╔══

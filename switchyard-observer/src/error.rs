//! Observer error types.

use switchyard_storage::RegistryError;
use thiserror::Error;

/// Why a `pg_autoctl show state` table could not be turned into a topology.
#[derive(Debug, Clone, PartialEq, Eq, Error)]
pub enum ParseError {
    #[error("No node reports a primary state")]
    NoPrimary,

    #[error("More than one primary reported: {first} and {second}")]
    MultiplePrimaries { first: String, second: String },

    #[error("Invalid host:port '{value}' on line {line}: {reason}")]
    InvalidEndpoint {
        line: usize,
        value: String,
        reason: String,
    },
}

/// Failure to push a topology to one replica.
#[derive(Debug, Clone, PartialEq, Eq, Error)]
pub enum PushError {
    #[error("Push to {address} failed: {reason}")]
    Transport { address: String, reason: String },

    #[error("Push to {address} rejected with status {status}")]
    Rejected { address: String, status: u16 },
}

#[derive(Debug, Error)]
pub enum ObserverError {
    #[error("Failed to run cluster manager command: {reason}")]
    Command { reason: String },

    #[error("Cluster manager command exited with {status}: {stderr}")]
    CommandFailed { status: String, stderr: String },

    #[error("Cluster manager command timed out")]
    CommandTimeout,

    #[error(transparent)]
    Parse(#[from] ParseError),

    #[error(transparent)]
    Registry(#[from] RegistryError),

    #[error("Configuration error: {0}")]
    Config(String),
}

pub type ObserverResult<T> = Result<T, ObserverError>;
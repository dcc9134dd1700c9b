//! Lobby Service

use switchyard_core::{Lobby, LobbyId, NewLobby};
use switchyard_storage::cache_keys;

use super::ServiceContext;
use crate::error::{ApiError, ApiResult};

pub async fn create_lobby(ctx: &ServiceContext, new: NewLobby) -> ApiResult<Lobby> {
    let lobby = {
        let mut session = ctx.router.acquire_write().await?;
        session.insert_lobby(&new).await?
    };

    ctx.cache.invalidate(cache_keys::LOBBIES).await;
    tracing::info!(lobby_id = lobby.id, train_id = lobby.train_id, "Lobby created");
    Ok(lobby)
}

pub async fn list_lobbies(ctx: &ServiceContext) -> ApiResult<Vec<Lobby>> {
    ctx.cache
        .get_or_load(cache_keys::LOBBIES, ctx.cache_ttl, || async {
            let mut session = ctx.router.acquire_read().await?;
            Ok::<_, ApiError>(session.list_lobbies().await?)
        })
        .await
}

pub async fn get_lobby(ctx: &ServiceContext, id: LobbyId) -> ApiResult<Lobby> {
    let mut session = ctx.router.acquire_read().await?;
    Ok(session.get_lobby(id).await?)
}

pub async fn delete_lobby(ctx: &ServiceContext, id: LobbyId) -> ApiResult<Lobby> {
    let lobby = {
        let mut session = ctx.router.acquire_write().await?;
        session.delete_lobby(id).await?
    };

    ctx.cache.invalidate(cache_keys::LOBBIES).await;
    tracing::info!(lobby_id = id, "Lobby deleted");
    Ok(lobby)
}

╚══

#### [Work required]
Would you return the whole listing exactly as written?

#### [Solution for this exercise]
filename switchyard-observer/src/error.rs
//! Observer error types.

use switchyard_storage::RegistryError;
use thiserror::Error;

/// Why a `pg_autoctl show state` table could not be turned into a topology.
#[derive(Debug, Clone, PartialEq, Eq, Error)]
pub enum ParseError {
    #[error("No node reports a primary state")]
    NoPrimary,

    #[error("More than one primary reported: {first} and {second}")]
    MultiplePrimaries { first: String, second: String },

    #[error("Invalid host:port '{value}' on line {line}: {reason}")]
    InvalidEndpoint {
        line: usize,
        value: String,
        reason: String,
    },
}

/// Failure to push a topology to one replica.
#[derive(Debug, Clone, PartialEq, Eq, Error)]
pub enum PushError {
    #[error("Push to {address} failed: {reason}")]
    Transport { address: String, reason: String },

    #[error("Push to {address} rejected with status {status}")]
    Rejected { address: String, status: u16 },
}

#[derive(Debug, Error)]
pub enum ObserverError {
    #[error("Failed to run cluster manager command: {reason}")]
    Command { reason: String },

    #[error("Cluster manager command exited with {status}: {stderr}")]
    CommandFailed { status: String, stderr: String },

    #[error("Cluster manager command timed out")]
    CommandTimeout,

    #[error(transparent)]
    Parse(#[from] ParseError),

    #[error(transparent)]
    Registry(#[from] RegistryError),

    #[error("Configuration error: {0}")]
    Config(String),
}

pub type ObserverResult<T> = Result<T, ObserverError>;
repository dcc9134dd1700c9b
//! Lobby Service

use switchyard_core::{Lobby, LobbyId, NewLobby};
use switchyard_storage::cache_keys;

use super::ServiceContext;
use crate::error::{ApiError, ApiResult};

pub async fn create_lobby(ctx: &ServiceContext, new: NewLobby) -> ApiResult<Lobby> {
    let lobby = {
        let mut session = ctx.router.acquire_write().await?;
        session.insert_lobby(&new).await?
    };

    ctx.cache.invalidate(cache_keys::LOBBIES).await;
    tracing::info!(lobby_id = lobby.id, train_id = lobby.train_id, "Lobby created");
    Ok(lobby)
}

pub async fn list_lobbies(ctx: &ServiceContext) -> ApiResult<Vec<Lobby>> {
    ctx.cache
        .get_or_load(cache_keys::LOBBIES, ctx.cache_ttl, || async {
            let mut session = ctx.router.acquire_read().await?;
            Ok::<_, ApiError>(session.list_lobbies().await?)
        })
        .await
}

pub async fn get_lobby(ctx: &ServiceContext, id: LobbyId) -> ApiResult<Lobby> {
    let mut session = ctx.router.acquire_read().await?;
    Ok(session.get_lobby(id).await?)
}

pub async fn delete_lobby(ctx: &ServiceContext, id: LobbyId) -> ApiResult<Lobby> {
    let lobby = {
        let mut session = ctx.router.acquire_write().await?;
        session.delete_lobby(id).await?
    };

    ctx.cache.invalidate(cache_keys::LOBBIES).await;
    tracing::info!(lobby_id = id, "Lobby deleted");
    Ok(lobby)
}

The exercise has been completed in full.